Impact on Low Income Workers
The negative impact has not only affected small businesses, but the low income workers that are employed by large businesses, as well. Because of the mandate to provide health insurance to their workforce, some large businesses have started to cut back on employees’ hours and drop them below full-time status. As is noted by Conover, “Not only have many workers seen their weekly hours get cut below 30 [hours] so that they are no longer eligible for employer health benefits, but new hiring has been severely altered as well” (Conover, 2013). These actions by large businesses have a devastating impact on the labor market. The low income workers that are searching for full-time jobs are unable to obtain employment in a full-time position since the large businesses are concerned with keeping their “full-time” numbers down and only hiring part-time workers in order to circumvent the mandate to provide costly health insurance to their workers.

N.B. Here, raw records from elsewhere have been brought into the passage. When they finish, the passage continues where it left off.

#[cfg(test)]
mod tests {
    use super::*;
    use gmanvault_crypto::{KdfParams, SALT_LENGTH};
    use proptest::prelude::*;
    use std::fs;
    use tempfile::{tempdir, TempDir};

    struct Fixture {
        dir: TempDir,
        scratch: TempDir,
    }

    impl Fixture {
        fn new() -> Self {
            Self {
                dir: tempdir().unwrap(),
                scratch: tempdir().unwrap(),
            }
        }

        fn container(&self) -> PathBuf {
            self.dir.path().join("v1.vault")
        }

        fn options(&self, identity: &str) -> VaultOptions {
            VaultOptions {
                workspace_root: Some(self.scratch.path().to_path_buf()),
                identity: Some(Identity::new(identity).unwrap()),
                kdf: KdfParams::new(1_000),
                ..Default::default()
            }
        }

        fn open(&self, credential: &Credential, identity: &str) -> Result<VaultSession> {
            VaultSession::open(self.container(), credential, &self.options(identity))
        }

        fn lock_path(&self) -> PathBuf {
            self.dir.path().join("v1.lock")
        }

        fn seal(&self, credential: &Credential, payload: &[u8]) {
            let mut session = self.open(credential, "alice").unwrap();
            let path = session.decrypt().unwrap();
            fs::write(&path, payload).unwrap();
            session.encrypt().unwrap();
        }

        fn read(&self, credential: &Credential) -> Result<Vec<u8>> {
            let mut session = self.open(credential, "alice")?;
            let path = session.decrypt()?;
            let data = fs::read(&path).unwrap_or_default();
            session.release()?;
            Ok(data)
        }

        fn scratch_is_empty(&self) -> bool {
            fs::read_dir(self.scratch.path()).unwrap().next().is_none()
        }
    }

    #[test]
    fn test_fresh_container() {
        let fx = Fixture::new();
        let credential = Credential::password("Sn0wman!");

        let mut session = fx.open(&credential, "alice").unwrap();
        assert_eq!(session.state(), SessionState::Locked);
        assert_eq!(fs::metadata(fx.container()).unwrap().len(), SALT_LENGTH as u64);

        let path = session.decrypt().unwrap();
        assert!(session.is_open());
        assert!(!path.exists());
        assert_eq!(path.file_name().unwrap(), "gman-alice.sqlite");
        assert_eq!(session.plaintext_path(), Some(path.as_path()));
    }

    #[test]
    fn test_password_scenario() {
        let fx = Fixture::new();
        let good = Credential::password("Sn0wman!");

        fx.seal(&good, b"grades=42");
        let salt_before = fs::read(fx.container()).unwrap()[..SALT_LENGTH].to_vec();

        assert_eq!(fx.read(&good).unwrap(), b"grades=42");

        let err = fx.read(&Credential::password("wrong")).unwrap_err();
        assert!(matches!(err, Error::Decryption(_)));

        let salt_after = fs::read(fx.container()).unwrap()[..SALT_LENGTH].to_vec();
        assert_eq!(salt_before, salt_after);
    }

    #[test]
    fn test_keyfile_roundtrip_and_wrong_keyfile() {
        let fx = Fixture::new();
        let keyfile = fx.dir.path().join("v1.key");
        let other = fx.dir.path().join("other.key");
        let credential = Credential::keyfile(&keyfile);

        fx.seal(&credential, b"keyfile payload");
        assert!(keyfile.exists());

        assert_eq!(fx.read(&credential).unwrap(), b"keyfile payload");

        let err = fx.read(&Credential::keyfile(&other)).unwrap_err();
        assert!(matches!(err, Error::Decryption(_)));
    }

    #[test]
    fn test_decrypt_failure_keeps_lock_until_release() {
        let fx = Fixture::new();
        fx.seal(&Credential::password("right"), b"data");

        let mut session = fx.open(&Credential::password("wrong"), "alice").unwrap();
        assert!(matches!(session.decrypt(), Err(Error::Decryption(_))));
        assert_eq!(session.state(), SessionState::Locked);
        assert!(fx.lock_path().exists());
        assert!(matches!(session.encrypt(), Err(Error::InvalidState(_))));

        session.release().unwrap();
        assert_eq!(session.state(), SessionState::Closed);
        assert!(!fx.lock_path().exists());
        assert!(fx.scratch_is_empty());
    }

    #[test]
    fn test_lock_exclusivity() {
        let fx = Fixture::new();
        let credential = Credential::password("Sn0wman!");

        let mut first = fx.open(&credential, "alice").unwrap();
        first.decrypt().unwrap();

        let err = fx.open(&credential, "bob").err().unwrap();
        assert_eq!(err.holder(), Some("alice"));
        assert_eq!(
            fs::read_to_string(fx.lock_path()).unwrap(),
            "alice"
        );

        first.encrypt().unwrap();

        let second = fx.open(&credential, "bob").unwrap();
        assert_eq!(second.identity().as_str(), "bob");
    }

    #[test]
    fn test_busy_open_allocates_no_workspace() {
        let fx = Fixture::new();
        let credential = Credential::password("Sn0wman!");

        let _first = fx.open(&credential, "alice").unwrap();
        let entries_before = fs::read_dir(fx.scratch.path()).unwrap().count();

        assert!(fx.open(&credential, "bob").is_err());
        assert_eq!(fs::read_dir(fx.scratch.path()).unwrap().count(), entries_before);
    }

    #[test]
    fn test_encrypt_cleans_up() {
        let fx = Fixture::new();
        let mut session = fx.open(&Credential::password("pw"), "alice").unwrap();
        let path = session.decrypt().unwrap();
        fs::write(&path, b"payload").unwrap();

        session.encrypt().unwrap();

        assert_eq!(session.state(), SessionState::Closed);
        assert!(!path.exists());
        assert!(fx.scratch_is_empty());
        assert!(!fx.lock_path().exists());
        assert_eq!(session.plaintext_path(), None);
    }

    #[test]
    fn test_closed_is_terminal() {
        let fx = Fixture::new();
        let mut session = fx.open(&Credential::password("pw"), "alice").unwrap();
        session.decrypt().unwrap();
        session.encrypt().unwrap();

        assert!(matches!(session.decrypt(), Err(Error::InvalidState(_))));
        assert!(matches!(session.encrypt(), Err(Error::InvalidState(_))));
        assert!(session.release().is_ok());
    }

    #[test]
    fn test_decrypt_twice_returns_same_path() {
        let fx = Fixture::new();
        fx.seal(&Credential::password("pw"), b"original");

        let mut session = fx.open(&Credential::password("pw"), "alice").unwrap();
        let path = session.decrypt().unwrap();
        fs::write(&path, b"edited").unwrap();

        assert_eq!(session.decrypt().unwrap(), path);
        assert_eq!(fs::read(&path).unwrap(), b"edited");
    }

    #[test]
    fn test_sealing_untouched_fresh_container() {
        let fx = Fixture::new();
        let credential = Credential::password("pw");
        let mut session = fx.open(&credential, "alice").unwrap();
        session.decrypt().unwrap();
        session.encrypt().unwrap();

        assert!(fs::metadata(fx.container()).unwrap().len() > SALT_LENGTH as u64);
        assert_eq!(fx.read(&credential).unwrap(), b"");
    }

    #[test]
    fn test_release_discards_edits() {
        let fx = Fixture::new();
        let credential = Credential::password("pw");
        fx.seal(&credential, b"kept");

        let mut session = fx.open(&credential, "alice").unwrap();
        let path = session.decrypt().unwrap();
        fs::write(&path, b"discarded").unwrap();
        session.release().unwrap();

        assert_eq!(fx.read(&credential).unwrap(), b"kept");
    }

    #[test]
    fn test_drop_releases_lock_and_workspace() {
        let fx = Fixture::new();
        let credential = Credential::password("pw");
        {
            let mut session = fx.open(&credential, "alice").unwrap();
            session.decrypt().unwrap();
        }

        assert!(!fx.lock_path().exists());
        assert!(fx.scratch_is_empty());
        assert!(fx.open(&credential, "bob").is_ok());
    }

    #[test]
    fn test_orphaned_lock_blocks_open() {
        let fx = Fixture::new();
        fs::write(fx.lock_path(), "crashed").unwrap();

        let err = fx.open(&Credential::password("pw"), "alice").err().unwrap();
        assert_eq!(err.holder(), Some("crashed"));

        AdvisoryLock::new(fx.lock_path()).break_lock().unwrap();
        assert!(fx.open(&Credential::password("pw"), "alice").is_ok());
    }

    #[test]
    fn test_lock_path_collision_rejected() {
        let fx = Fixture::new();
        let container = fx.lock_path();

        let credential = Credential::password("pw");
        let result = VaultSession::open(&container, &credential, &fx.options("alice"));

        assert!(matches!(result, Err(Error::Configuration(_))));
        assert!(!container.exists());
    }

    #[test]
    fn test_failed_credential_removes_new_container() {
        let fx = Fixture::new();

        let err = fx.open(&Credential::password(""), "alice").err().unwrap();
        assert!(matches!(err, Error::Configuration(_)));
        assert!(!fx.container().exists());

        let missing = Credential::keyfile(fx.dir.path().join("typo.key"));
        let options = VaultOptions {
            provision_keyfile: false,
            ..fx.options("alice")
        };
        let err = VaultSession::open(fx.container(), &missing, &options).err().unwrap();
        assert!(matches!(err, Error::NotFound(_)));
        assert!(!fx.container().exists());
        assert!(!fx.lock_path().exists());
        assert!(fx.scratch_is_empty());
    }

    #[test]
    fn test_failed_credential_keeps_existing_container() {
        let fx = Fixture::new();
        let credential = Credential::password("pw");
        fx.seal(&credential, b"kept");

        assert!(fx.open(&Credential::password(""), "alice").is_err());

        assert!(fx.container().exists());
        assert_eq!(fx.read(&credential).unwrap(), b"kept");
    }

    #[test]
    fn test_failed_rewrite_still_closes_session() {
        let fx = Fixture::new();
        let credential = Credential::password("pw");
        let mut session = fx.open(&credential, "alice").unwrap();
        let path = session.decrypt().unwrap();
        fs::write(&path, b"unsealed edits").unwrap();

        // A non-empty directory at the container path makes the final rename fail.
        fs::remove_file(fx.container()).unwrap();
        fs::create_dir(fx.container()).unwrap();
        fs::write(fx.container().join("keep"), b"old").unwrap();

        assert!(matches!(session.encrypt(), Err(Error::Io(_))));

        assert_eq!(session.state(), SessionState::Closed);
        assert!(!fx.lock_path().exists());
        assert!(fx.scratch_is_empty());
        assert_eq!(fs::read(fx.container().join("keep")).unwrap(), b"old");
        let entries: Vec<_> = fs::read_dir(fx.dir.path())
            .unwrap()
            .map(|e| e.unwrap().file_name())
            .collect();
        assert_eq!(entries, ["v1.vault"]);
    }

    proptest! {
        #![proptest_config(ProptestConfig::with_cases(16))]

        #[test]
        fn test_roundtrip_any_payload(payload in proptest::collection::vec(any::<u8>(), 0..2048)) {
            let fx = Fixture::new();
            let credential = Credential::password("Sn0wman!");

            fx.seal(&credential, &payload);

            prop_assert_eq!(fx.read(&credential).unwrap(), payload);
        }
    }
}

The low income workers are then still required to obtain health insurance through the exchange unless they fall into one of the exemption categories. This adds additional costs to the individual’s already low income.
Conclusion
It is undoubtedly important for individuals to have health insurance; however, it is not a universal right. Just as individuals have the right to work, individuals should also be afforded the right to choose whether or not they want to contribute part of their income toward a health insurance policy. Individuals and companies should not be penalized by the government for such choices. Many citizens believe this to be true, which is why there have been many attempts to repeal and potentially replace the Affordable Care Act. Up to this point, President Obama has been able to veto such bills aimed at abolishing the Affordable Care Act, but with the possibility of a Republican President in 2017, there is a strong likelihood that such a repeal may be successful during the next President’s term. If there is a repeal of the Affordable Care Act, then the taxes levied against individuals and businesses that do not meet the current requirements of the Affordable Care Act will be lifted, which will have a positive impact on the economy and labor market in the United States. Ultimately, if repealed, the biggest challenge facing the government would be to agree upon a fair and effective replacement plan.